Orders: Have them packed up and ready to go. Include medications, medical equipment, batteries or power cords, eyeglasses and hearing aids.

Personal needs: Such as clothes, food, water, first aid kit, money, phones and chargers. Consider the specific needs of your household and include items for people with disabilities and others with access and/or functional needs, such as the elderly, children, and people with limited English proficiency.

Paperwork: Make copies of important documents (hard and/or electronic copies). It can be difficult to obtain new copies of your documentation after it is lost.

Priceless Items: Including photos, irreplaceable souvenirs and other valuables.

Create defensive space

Take steps to increase the likelihood that your home will survive a wildfire. “Around here, it’s not about if a wildfire will affect your home and property, it’s about when,” Woelz said.

“We are fighting the fires of a new era, made more intense by climate change. Firefighters cannot be expected to put out wildfires in these weather conditions. Woelz said. “I liken it to trying to fight a hurricane. We don’t have “hurricane fighters” to go out and stop the hurricanes, we get everyone out of the way and then clean up afterwards. A forest fire, under these circumstances, will be no different.

Firefighters will always do their best to protect homes, Woelz says, but ultimately it’s your responsibility to protect your property and investments from wildfires. Firefighters may not be present at your home during a forest fire. They are trained to protect structures only when the situation is safe for them. According to Woelz, residents should prepare homes and property to withstand a wildfire without the intervention of firefighters.

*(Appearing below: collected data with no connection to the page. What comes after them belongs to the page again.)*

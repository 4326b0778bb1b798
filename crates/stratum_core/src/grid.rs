//! # Cell Grids
//!
//! Rectangles of cells anchored at world coordinates.
//!
//! Every map-producing function in the pipeline returns a `CellGrid`
//! covering exactly the `Area` it was asked for. Storage is row-major:
//! `z` is the outer axis, `x` the inner one.

use crate::cell::CellAttributes;

/// A rectangle in world tile coordinates.
#[derive(Clone, Copy, Debug, PartialEq, Eq, Hash)]
pub struct Area {
    /// West edge (inclusive).
    pub x: i32,
    /// North edge (inclusive).
    pub z: i32,
    /// Width in tiles.
    pub width: usize,
    /// Depth in tiles.
    pub height: usize,
}

impl Area {
    /// Creates a new area.
    #[inline]
    #[must_use]
    pub const fn new(x: i32, z: i32, width: usize, height: usize) -> Self {
        Self { x, z, width, height }
    }

    /// Number of cells covered.
    #[inline]
    #[must_use]
    pub const fn len(&self) -> usize {
        self.width * self.height
    }

    /// Returns true if the area covers no cells.
    #[inline]
    #[must_use]
    pub const fn is_empty(&self) -> bool {
        self.width == 0 || self.height == 0
    }

    /// East edge (exclusive).
    #[inline]
    #[must_use]
    pub const fn end_x(&self) -> i32 {
        self.x + self.width as i32
    }

    /// South edge (exclusive).
    #[inline]
    #[must_use]
    pub const fn end_z(&self) -> i32 {
        self.z + self.height as i32
    }

    /// Grows the area by `halo` tiles on every side.
    #[inline]
    #[must_use]
    pub const fn expand(&self, halo: usize) -> Self {
        Self {
            x: self.x - halo as i32,
            z: self.z - halo as i32,
            width: self.width + 2 * halo,
            height: self.height + 2 * halo,
        }
    }

    /// Returns true if the world coordinate lies inside the area.
    #[inline]
    #[must_use]
    pub const fn contains(&self, x: i32, z: i32) -> bool {
        x >= self.x && x < self.end_x() && z >= self.z && z < self.end_z()
    }

    /// Returns true if `other` lies entirely inside this area.
    #[must_use]
    pub const fn contains_area(&self, other: &Self) -> bool {
        other.x >= self.x
            && other.z >= self.z
            && other.end_x() <= self.end_x()
            && other.end_z() <= self.end_z()
    }

    /// Area of the coarser grid (cells `2^shift` times larger) that covers
    /// this one, plus `halo` coarse cells on the east and south sides.
    #[must_use]
    pub const fn coarsen(&self, shift: u32, halo: usize) -> Self {
        let x0 = self.x >> shift;
        let z0 = self.z >> shift;
        let x1 = (self.end_x() - 1) >> shift;
        let z1 = (self.end_z() - 1) >> shift;
        Self {
            x: x0,
            z: z0,
            width: (x1 - x0) as usize + 1 + halo,
            height: (z1 - z0) as usize + 1 + halo,
        }
    }
}

/// A rectangle of cells.
#[derive(Clone, Debug, PartialEq)]
pub struct CellGrid {
    area: Area,
    cells: Vec<CellAttributes>,
}

impl CellGrid {
    /// Creates a grid filled with default (ocean, unset) cells.
    #[must_use]
    pub fn new(area: Area) -> Self {
        Self {
            area,
            cells: vec![CellAttributes::default(); area.len()],
        }
    }

    /// Creates a grid by evaluating `f(x, z)` at every world coordinate.
    pub fn from_fn(area: Area, mut f: impl FnMut(i32, i32) -> CellAttributes) -> Self {
        let mut cells = Vec::with_capacity(area.len());
        for z in area.z..area.end_z() {
            for x in area.x..area.end_x() {
                cells.push(f(x, z));
            }
        }
        Self { area, cells }
    }

    /// Wraps an existing buffer.
    ///
    /// Returns `None` if the buffer length does not match the area.
    #[must_use]
    pub fn from_cells(area: Area, cells: Vec<CellAttributes>) -> Option<Self> {
        (cells.len() == area.len()).then_some(Self { area, cells })
    }

    /// Area covered by this grid.
    #[inline]
    #[must_use]
    pub const fn area(&self) -> Area {
        self.area
    }

    /// Width in cells.
    #[inline]
    #[must_use]
    pub const fn width(&self) -> usize {
        self.area.width
    }

    /// Depth in cells.
    #[inline]
    #[must_use]
    pub const fn height(&self) -> usize {
        self.area.height
    }

    /// Raw cells, row-major.
    #[inline]
    #[must_use]
    pub fn cells(&self) -> &[CellAttributes] {
        &self.cells
    }

    /// Mutable raw cells, row-major.
    #[inline]
    pub fn cells_mut(&mut self) -> &mut [CellAttributes] {
        &mut self.cells
    }

    /// Consumes the grid and returns its buffer.
    #[must_use]
    pub fn into_cells(self) -> Vec<CellAttributes> {
        self.cells
    }

    #[inline]
    fn index(&self, x: i32, z: i32) -> usize {
        let lx = (x - self.area.x) as usize;
        let lz = (z - self.area.z) as usize;
        lz * self.area.width + lx
    }

    /// Gets the cell at world coordinates.
    ///
    /// # Panics
    ///
    /// Panics if the coordinate is outside the grid. Layers size their
    /// upstream requests so this never happens; a panic here is a halo bug.
    #[inline]
    #[must_use]
    pub fn at(&self, x: i32, z: i32) -> &CellAttributes {
        assert!(
            self.area.contains(x, z),
            "({x}, {z}) outside grid {:?}",
            self.area
        );
        &self.cells[self.index(x, z)]
    }

    /// Gets the cell at world coordinates, if inside the grid.
    #[inline]
    #[must_use]
    pub fn get(&self, x: i32, z: i32) -> Option<&CellAttributes> {
        self.area
            .contains(x, z)
            .then(|| &self.cells[self.index(x, z)])
    }

    /// Sets the cell at world coordinates. Out-of-range writes are ignored.
    #[inline]
    pub fn set(&mut self, x: i32, z: i32, cell: CellAttributes) {
        if self.area.contains(x, z) {
            let i = self.index(x, z);
            self.cells[i] = cell;
        }
    }

    /// Copies out a sub-rectangle.
    ///
    /// Returns `None` if `area` is not fully inside the grid.
    #[must_use]
    pub fn slice(&self, area: Area) -> Option<Self> {
        if !self.area.contains_area(&area) {
            return None;
        }
        let mut cells = Vec::with_capacity(area.len());
        for z in area.z..area.end_z() {
            let start = self.index(area.x, z);
            cells.extend_from_slice(&self.cells[start..start + area.width]);
        }
        Some(Self { area, cells })
    }

    /// Iterates `(x, z, cell)` in row-major order.
    pub fn iter(&self) -> impl Iterator<Item = (i32, i32, &CellAttributes)> + '_ {
        let area = self.area;
        self.cells.iter().enumerate().map(move |(i, cell)| {
            let x = area.x + (i % area.width) as i32;
            let z = area.z + (i / area.width) as i32;
            (x, z, cell)
        })
    }
}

“This includes taking measures such as removing dead vegetation and plants and pruning dead branches,” Woelz said. He also recommended keeping firewood away from the house, as well as any flammable material. “Homeowners should always keep gutters and other outdoor areas free of debris, as embers can ignite dry, dead material,” Woelz said.

The challenge for homeowners is to learn how to make their home safer from wildfires. The Saguache County Firewise Team provides FREE wildfire risk assessments and conducts risk mitigation projects for Saguache County residents.

For a free fire risk assessment, call 719-480-9764.

Register for San Luis Valley Emergency Alerts.

Receiving timely information about emergencies can make all the difference in knowing when to act and how to be safe. “If we can’t reach you, we can’t alert you,” Woelz said.

Start preparing now

The most important tip, according to Woelz, is to start preparing as soon as possible. “Those who lose everything in wildfires often regret not having backed up their documents or digitized their photos or having a better plan in place for family reunification,” he said.

“Don’t let that be you. The time to prepare for disaster is always now,” Woelz said.